Stored data:

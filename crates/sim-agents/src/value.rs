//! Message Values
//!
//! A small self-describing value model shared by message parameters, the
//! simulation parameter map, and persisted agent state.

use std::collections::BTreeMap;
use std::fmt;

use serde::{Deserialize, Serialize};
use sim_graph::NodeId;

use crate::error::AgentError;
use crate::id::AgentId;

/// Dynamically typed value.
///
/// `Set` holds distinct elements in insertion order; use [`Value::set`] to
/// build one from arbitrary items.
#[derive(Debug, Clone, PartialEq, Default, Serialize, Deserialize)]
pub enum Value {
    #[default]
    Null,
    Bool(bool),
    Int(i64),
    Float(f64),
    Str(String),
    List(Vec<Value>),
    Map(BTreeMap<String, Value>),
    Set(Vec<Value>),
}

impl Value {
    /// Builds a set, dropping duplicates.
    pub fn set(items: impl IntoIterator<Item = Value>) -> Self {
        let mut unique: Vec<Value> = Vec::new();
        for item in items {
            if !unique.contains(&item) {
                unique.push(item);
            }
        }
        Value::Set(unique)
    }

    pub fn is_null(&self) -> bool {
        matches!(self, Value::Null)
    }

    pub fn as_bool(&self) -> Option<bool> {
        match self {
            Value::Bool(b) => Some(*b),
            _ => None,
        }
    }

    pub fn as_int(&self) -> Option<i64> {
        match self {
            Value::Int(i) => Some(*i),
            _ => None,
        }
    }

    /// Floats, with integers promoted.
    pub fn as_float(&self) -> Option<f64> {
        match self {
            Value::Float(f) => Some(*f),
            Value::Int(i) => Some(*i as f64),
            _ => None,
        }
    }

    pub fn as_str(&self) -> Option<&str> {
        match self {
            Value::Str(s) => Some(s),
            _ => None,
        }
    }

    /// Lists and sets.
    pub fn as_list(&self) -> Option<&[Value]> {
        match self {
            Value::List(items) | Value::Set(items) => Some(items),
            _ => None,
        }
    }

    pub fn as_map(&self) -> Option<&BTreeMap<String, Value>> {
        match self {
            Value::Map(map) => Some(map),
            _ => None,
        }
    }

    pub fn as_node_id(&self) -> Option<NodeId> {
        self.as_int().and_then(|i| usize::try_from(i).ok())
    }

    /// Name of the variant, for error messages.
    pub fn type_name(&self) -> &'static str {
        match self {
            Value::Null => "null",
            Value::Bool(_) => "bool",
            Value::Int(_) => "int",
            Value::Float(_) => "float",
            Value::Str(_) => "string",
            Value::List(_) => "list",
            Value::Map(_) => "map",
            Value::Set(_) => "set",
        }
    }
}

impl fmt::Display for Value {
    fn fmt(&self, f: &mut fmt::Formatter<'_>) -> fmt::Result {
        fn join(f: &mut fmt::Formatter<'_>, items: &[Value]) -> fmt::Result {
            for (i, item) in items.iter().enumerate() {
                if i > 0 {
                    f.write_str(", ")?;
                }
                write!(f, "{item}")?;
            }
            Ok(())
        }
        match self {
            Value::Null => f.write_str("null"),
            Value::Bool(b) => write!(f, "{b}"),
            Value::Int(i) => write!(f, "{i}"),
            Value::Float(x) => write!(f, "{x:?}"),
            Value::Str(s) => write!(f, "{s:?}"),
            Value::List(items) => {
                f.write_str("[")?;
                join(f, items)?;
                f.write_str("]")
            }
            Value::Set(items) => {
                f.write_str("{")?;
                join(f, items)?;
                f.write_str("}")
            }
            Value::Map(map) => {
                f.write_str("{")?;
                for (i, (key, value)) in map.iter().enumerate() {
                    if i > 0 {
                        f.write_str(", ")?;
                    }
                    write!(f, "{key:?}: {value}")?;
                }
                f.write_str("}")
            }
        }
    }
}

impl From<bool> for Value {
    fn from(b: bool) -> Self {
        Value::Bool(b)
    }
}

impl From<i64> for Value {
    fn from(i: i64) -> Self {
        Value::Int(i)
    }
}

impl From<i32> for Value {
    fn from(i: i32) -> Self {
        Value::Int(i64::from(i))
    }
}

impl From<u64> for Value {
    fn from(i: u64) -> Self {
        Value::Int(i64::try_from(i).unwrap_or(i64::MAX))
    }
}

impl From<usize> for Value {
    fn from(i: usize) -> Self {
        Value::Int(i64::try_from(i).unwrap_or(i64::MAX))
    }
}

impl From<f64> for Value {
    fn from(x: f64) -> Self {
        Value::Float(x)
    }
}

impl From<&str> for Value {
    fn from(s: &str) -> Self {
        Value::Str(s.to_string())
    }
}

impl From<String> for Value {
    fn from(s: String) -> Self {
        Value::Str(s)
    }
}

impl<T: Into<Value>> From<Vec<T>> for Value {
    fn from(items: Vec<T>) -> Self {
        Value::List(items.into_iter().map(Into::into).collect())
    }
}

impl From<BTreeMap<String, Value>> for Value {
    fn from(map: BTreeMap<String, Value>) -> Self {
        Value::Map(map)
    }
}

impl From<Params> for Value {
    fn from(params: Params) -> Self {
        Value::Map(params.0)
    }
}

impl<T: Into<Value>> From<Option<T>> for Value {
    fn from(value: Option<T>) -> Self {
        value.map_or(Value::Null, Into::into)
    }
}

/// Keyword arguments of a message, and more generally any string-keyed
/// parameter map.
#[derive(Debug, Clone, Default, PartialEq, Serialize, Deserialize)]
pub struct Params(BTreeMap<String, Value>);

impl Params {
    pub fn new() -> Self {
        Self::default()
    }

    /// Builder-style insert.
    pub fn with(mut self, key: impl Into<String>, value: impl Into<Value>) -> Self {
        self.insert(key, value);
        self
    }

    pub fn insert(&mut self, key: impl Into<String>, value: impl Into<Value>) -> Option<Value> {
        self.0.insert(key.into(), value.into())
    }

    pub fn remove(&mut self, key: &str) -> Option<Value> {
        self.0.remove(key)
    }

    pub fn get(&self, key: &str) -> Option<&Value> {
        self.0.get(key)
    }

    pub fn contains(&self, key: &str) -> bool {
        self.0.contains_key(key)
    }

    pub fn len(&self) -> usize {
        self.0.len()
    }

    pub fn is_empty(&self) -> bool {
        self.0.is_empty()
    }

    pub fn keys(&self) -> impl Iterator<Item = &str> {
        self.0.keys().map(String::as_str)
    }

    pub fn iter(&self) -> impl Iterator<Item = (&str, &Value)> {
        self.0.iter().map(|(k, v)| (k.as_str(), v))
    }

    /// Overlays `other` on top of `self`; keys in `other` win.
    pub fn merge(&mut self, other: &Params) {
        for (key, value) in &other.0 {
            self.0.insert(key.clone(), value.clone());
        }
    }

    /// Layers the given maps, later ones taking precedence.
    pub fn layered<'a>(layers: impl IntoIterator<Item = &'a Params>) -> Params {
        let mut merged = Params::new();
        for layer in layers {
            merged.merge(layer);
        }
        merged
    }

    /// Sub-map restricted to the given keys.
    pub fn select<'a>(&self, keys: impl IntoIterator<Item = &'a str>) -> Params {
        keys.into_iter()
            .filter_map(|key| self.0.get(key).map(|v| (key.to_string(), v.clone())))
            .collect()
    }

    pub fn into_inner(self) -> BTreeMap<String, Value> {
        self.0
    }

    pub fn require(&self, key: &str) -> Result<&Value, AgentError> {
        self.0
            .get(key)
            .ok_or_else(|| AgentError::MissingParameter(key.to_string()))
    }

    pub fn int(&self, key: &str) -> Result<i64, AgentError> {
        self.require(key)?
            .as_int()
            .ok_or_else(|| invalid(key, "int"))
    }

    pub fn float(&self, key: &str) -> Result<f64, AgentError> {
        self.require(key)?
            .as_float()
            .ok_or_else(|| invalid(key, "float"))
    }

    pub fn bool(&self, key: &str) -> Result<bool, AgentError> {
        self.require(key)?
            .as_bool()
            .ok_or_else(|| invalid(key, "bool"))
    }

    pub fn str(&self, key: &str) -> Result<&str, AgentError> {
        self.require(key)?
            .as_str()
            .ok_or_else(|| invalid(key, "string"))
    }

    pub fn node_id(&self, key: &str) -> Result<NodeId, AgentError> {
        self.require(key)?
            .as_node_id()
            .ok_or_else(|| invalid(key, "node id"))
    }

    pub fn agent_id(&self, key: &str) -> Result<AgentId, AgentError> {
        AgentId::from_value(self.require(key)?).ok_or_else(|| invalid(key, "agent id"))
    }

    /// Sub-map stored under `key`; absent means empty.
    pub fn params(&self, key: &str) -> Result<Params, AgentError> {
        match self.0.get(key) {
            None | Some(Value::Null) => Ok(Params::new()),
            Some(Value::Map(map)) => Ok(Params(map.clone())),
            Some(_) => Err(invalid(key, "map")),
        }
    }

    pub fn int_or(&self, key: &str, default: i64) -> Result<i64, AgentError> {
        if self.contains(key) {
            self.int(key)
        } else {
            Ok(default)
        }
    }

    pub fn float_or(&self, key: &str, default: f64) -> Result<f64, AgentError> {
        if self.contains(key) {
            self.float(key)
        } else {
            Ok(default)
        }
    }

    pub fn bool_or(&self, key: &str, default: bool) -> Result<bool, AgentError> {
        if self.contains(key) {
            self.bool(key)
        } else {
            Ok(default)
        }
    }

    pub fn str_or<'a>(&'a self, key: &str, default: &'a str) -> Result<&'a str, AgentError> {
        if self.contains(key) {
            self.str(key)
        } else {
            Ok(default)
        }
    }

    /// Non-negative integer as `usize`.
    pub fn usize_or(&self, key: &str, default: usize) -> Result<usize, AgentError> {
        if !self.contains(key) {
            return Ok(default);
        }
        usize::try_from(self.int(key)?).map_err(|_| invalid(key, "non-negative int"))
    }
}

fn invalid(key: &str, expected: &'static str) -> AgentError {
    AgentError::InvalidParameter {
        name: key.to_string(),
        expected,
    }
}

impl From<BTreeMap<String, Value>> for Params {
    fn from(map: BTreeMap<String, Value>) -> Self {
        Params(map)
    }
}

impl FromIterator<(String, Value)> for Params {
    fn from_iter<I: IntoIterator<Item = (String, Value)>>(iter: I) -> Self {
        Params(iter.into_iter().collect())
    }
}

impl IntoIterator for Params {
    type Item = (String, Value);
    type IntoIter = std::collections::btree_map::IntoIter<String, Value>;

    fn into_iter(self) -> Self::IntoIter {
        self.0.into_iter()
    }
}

* [PROBLEM REQUIREMENTS] Return each line of the entries that holds the string "Deserialize".

* [PROBLEM SOLUTION]
use serde::{Deserialize, Serialize};
#[derive(Debug, Clone, PartialEq, Default, Serialize, Deserialize)]
#[derive(Debug, Clone, Default, PartialEq, Serialize, Deserialize)]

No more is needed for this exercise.